In Ubuntu releases with systemd (which currently includes all supported releases except 14.04 LTS, which uses Upstart), not just the reboot
command but also the halt
, poweroff
, runlevel
, shutdown
, and telinit
commands are all symlinks to /bin/systemctl
:
$ file /sbin/{halt,poweroff,reboot,runlevel,shutdown,telinit}
/sbin/halt: symbolic link to /bin/systemctl
/sbin/poweroff: symbolic link to /bin/systemctl
/sbin/reboot: symbolic link to /bin/systemctl
/sbin/runlevel: symbolic link to /bin/systemctl
/sbin/shutdown: symbolic link to /bin/systemctl
/sbin/telinit: symbolic link to /bin/systemctl
The precise actions systemctl
undertakes based on the name you use to run it, as well as other ways you can specify those actions, are explained in detail in this excellent answer by JdeBP to What is the difference between these commands for bringing down a Linux server? on Unix.SE. As it explains, these commands (except runlevel
) operate as shorthand for systemctl isolate ...
commands with ...
replaced by different targets.
In case you're interested, the C code that considers what name you used to invoke systemctl
in deciding what action to perform is located in the parse_argv
function defined in systemctl.c
, which currently starts on line 6972 of that file.
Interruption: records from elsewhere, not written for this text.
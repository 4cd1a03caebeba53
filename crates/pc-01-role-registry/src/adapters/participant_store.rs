//! # Participant Store
//!
//! Typed view of the participant-address → Participant logical store.
//!
//! Key layout: `b'p' ‖ address(20)`.

use crate::domain::Participant;
use shared_types::entities::Address;
use shared_types::errors::StorageError;
use shared_types::storage::{decode, encode, KeyValueStore};

const PARTICIPANT_PREFIX: u8 = b'p';

fn participant_key(address: &Address) -> Vec<u8> {
    let mut key = Vec::with_capacity(1 + address.len());
    key.push(PARTICIPANT_PREFIX);
    key.extend_from_slice(address);
    key
}

/// Participant records over any `KeyValueStore`.
pub struct ParticipantStore<S: KeyValueStore> {
    kv: S,
}

impl<S: KeyValueStore> ParticipantStore<S> {
    /// Wraps `kv`.
    pub fn new(kv: S) -> Self {
        Self { kv }
    }

    /// Loads the record for `address`, if any.
    pub fn get(&self, address: &Address) -> Result<Option<Participant>, StorageError> {
        match self.kv.get(&participant_key(address))? {
            Some(bytes) => decode(&bytes).map(Some),
            None => Ok(None),
        }
    }

    /// Writes (creates or replaces) a record.
    pub fn put(&mut self, participant: &Participant) -> Result<(), StorageError> {
        let value = encode(participant)?;
        self.kv.put(&participant_key(&participant.address), &value)
    }

    /// Number of stored records.
    pub fn count(&self) -> Result<u64, StorageError> {
        Ok(self.kv.prefix_scan(&[PARTICIPANT_PREFIX])?.len() as u64)
    }

    /// Returns the wrapped store.
    pub fn into_inner(self) -> S {
        self.kv
    }
}
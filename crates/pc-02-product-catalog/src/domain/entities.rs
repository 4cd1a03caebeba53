//! # Product Entities

use serde::{Deserialize, Serialize};
use shared_types::entities::{Address, ProductId, Timestamp};

/// An immutable catalog record.
///
/// Never updated or deleted once registered.
#[derive(Debug, Clone, PartialEq, Eq, Serialize, Deserialize)]
pub struct Product {
    /// Globally unique fingerprint.
    pub id: ProductId,
    /// Display name. Not validated.
    pub name: String,
    /// Manufacturer address recorded at registration.
    pub manufacturer: Address,
    /// Time of registration.
    pub registered_at: Timestamp,
}
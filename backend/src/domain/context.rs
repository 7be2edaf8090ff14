//! Per-call request context: the acting user and the store deadline.

use std::future::Future;
use std::time::Duration;

use tokio::time::{Instant, timeout_at};
use tracing::debug;

use super::error::Error;
use super::user::Username;

/// Point in time by which every store call of a request must finish.
#[derive(Debug, Clone, Copy, PartialEq, Eq, Default)]
pub struct Deadline(Option<Instant>);

impl Deadline {
    /// No deadline; store calls may take as long as the store needs.
    pub const fn none() -> Self {
        Self(None)
    }

    /// Deadline `budget` from now.
    pub fn after(budget: Duration) -> Self {
        Self(Some(Instant::now() + budget))
    }

    /// Deadline at a fixed instant.
    pub const fn at(instant: Instant) -> Self {
        Self(Some(instant))
    }

    pub fn instant(self) -> Option<Instant> {
        self.0
    }

    pub fn is_expired(self) -> bool {
        self.0.is_some_and(|instant| Instant::now() >= instant)
    }
}

/// Identity and deadline passed explicitly to every engine operation.
///
/// # Examples
/// ```
/// use std::time::Duration;
/// use noteshare::domain::{RequestContext, Username};
///
/// # #[tokio::main(flavor = "current_thread")]
/// # async fn main() {
/// let ctx = RequestContext::with_timeout(
///     Username::new("alice").expect("valid username"),
///     Duration::from_secs(5),
/// );
/// assert_eq!(ctx.actor().as_ref(), "alice");
/// assert!(!ctx.deadline().is_expired());
/// # }
/// ```
#[derive(Debug, Clone, PartialEq, Eq)]
pub struct RequestContext {
    actor: Username,
    deadline: Deadline,
}

impl RequestContext {
    pub fn new(actor: Username, deadline: Deadline) -> Self {
        Self { actor, deadline }
    }

    /// Context without a deadline.
    pub fn unbounded(actor: Username) -> Self {
        Self::new(actor, Deadline::none())
    }

    /// Context whose deadline is `budget` from now.
    pub fn with_timeout(actor: Username, budget: Duration) -> Self {
        Self::new(actor, Deadline::after(budget))
    }

    /// The user on whose behalf the call runs.
    pub fn actor(&self) -> &Username {
        &self.actor
    }

    pub fn deadline(&self) -> Deadline {
        self.deadline
    }
}

/// Await `call`, failing with a store timeout once `deadline` passes.
pub(crate) async fn within_deadline<F>(
    deadline: Deadline,
    operation: &'static str,
    call: F,
) -> Result<F::Output, Error>
where
    F: Future,
{
    let Some(instant) = deadline.instant() else {
        return Ok(call.await);
    };
    timeout_at(instant, call).await.map_err(|_| {
        debug!(operation, "store call exceeded its deadline");
        Error::store_timeout(operation)
    })
}

#[cfg(test)]
mod tests {
    use super::*;
    use rstest::rstest;

    #[rstest]
    fn default_deadline_is_unbounded() {
        assert_eq!(Deadline::default(), Deadline::none());
        assert!(!Deadline::none().is_expired());
    }

    #[tokio::test]
    async fn completes_within_generous_deadline() {
        let deadline = Deadline::after(Duration::from_secs(5));
        let value = within_deadline(deadline, "lookup", async { 7 })
            .await
            .expect("call completes");
        assert_eq!(value, 7);
    }

    #[tokio::test(start_paused = true)]
    async fn expires_slow_calls() {
        let deadline = Deadline::after(Duration::from_millis(10));
        let slow = async {
            tokio::time::sleep(Duration::from_secs(60)).await;
            1
        };
        let err = within_deadline(deadline, "share insert", slow)
            .await
            .expect_err("slow call should time out");
        assert!(err.is_timeout());
        assert!(err.message().contains("share insert"));
    }

    #[tokio::test(start_paused = true)]
    async fn unbounded_deadline_never_times_out() {
        let slow = async {
            tokio::time::sleep(Duration::from_secs(3600)).await;
            "done"
        };
        let value = within_deadline(Deadline::none(), "lookup", slow)
            .await
            .expect("no deadline applies");
        assert_eq!(value, "done");
    }
}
To find it you can search for:
static int parse_argv(int argc, char *argv[]) {
The relevant parts span most of that function, but it all roughly resembles this fragment of it, continuing similarly but with different code for each string, and with some other checks and branching logic:
if (strstr(program_invocation_short_name, "halt")) {
arg_action = ACTION_HALT;
return halt_parse_argv(argc, argv);
} else if (strstr(program_invocation_short_name, "poweroff")) {
arg_action = ACTION_POWEROFF;
return halt_parse_argv(argc, argv);
} else if (strstr(program_invocation_short_name, "reboot")) {
Other examples of commands that examine how they were invoked to (sometimes) act differently include vim
, which behaves differently when run as vim
, ex
, view
, gvim
, gview
, and several others; ip
, see this question; gksu
, see that question; less
, which changes its appearance if named more
(but still lets you scroll bidirectionally, unlike Ubuntu's more
); busybox
; and most Bourne-style shells, such as bash
and zsh
, which automatically behave more compatibly with POSIX requirements for sh
if run as sh
.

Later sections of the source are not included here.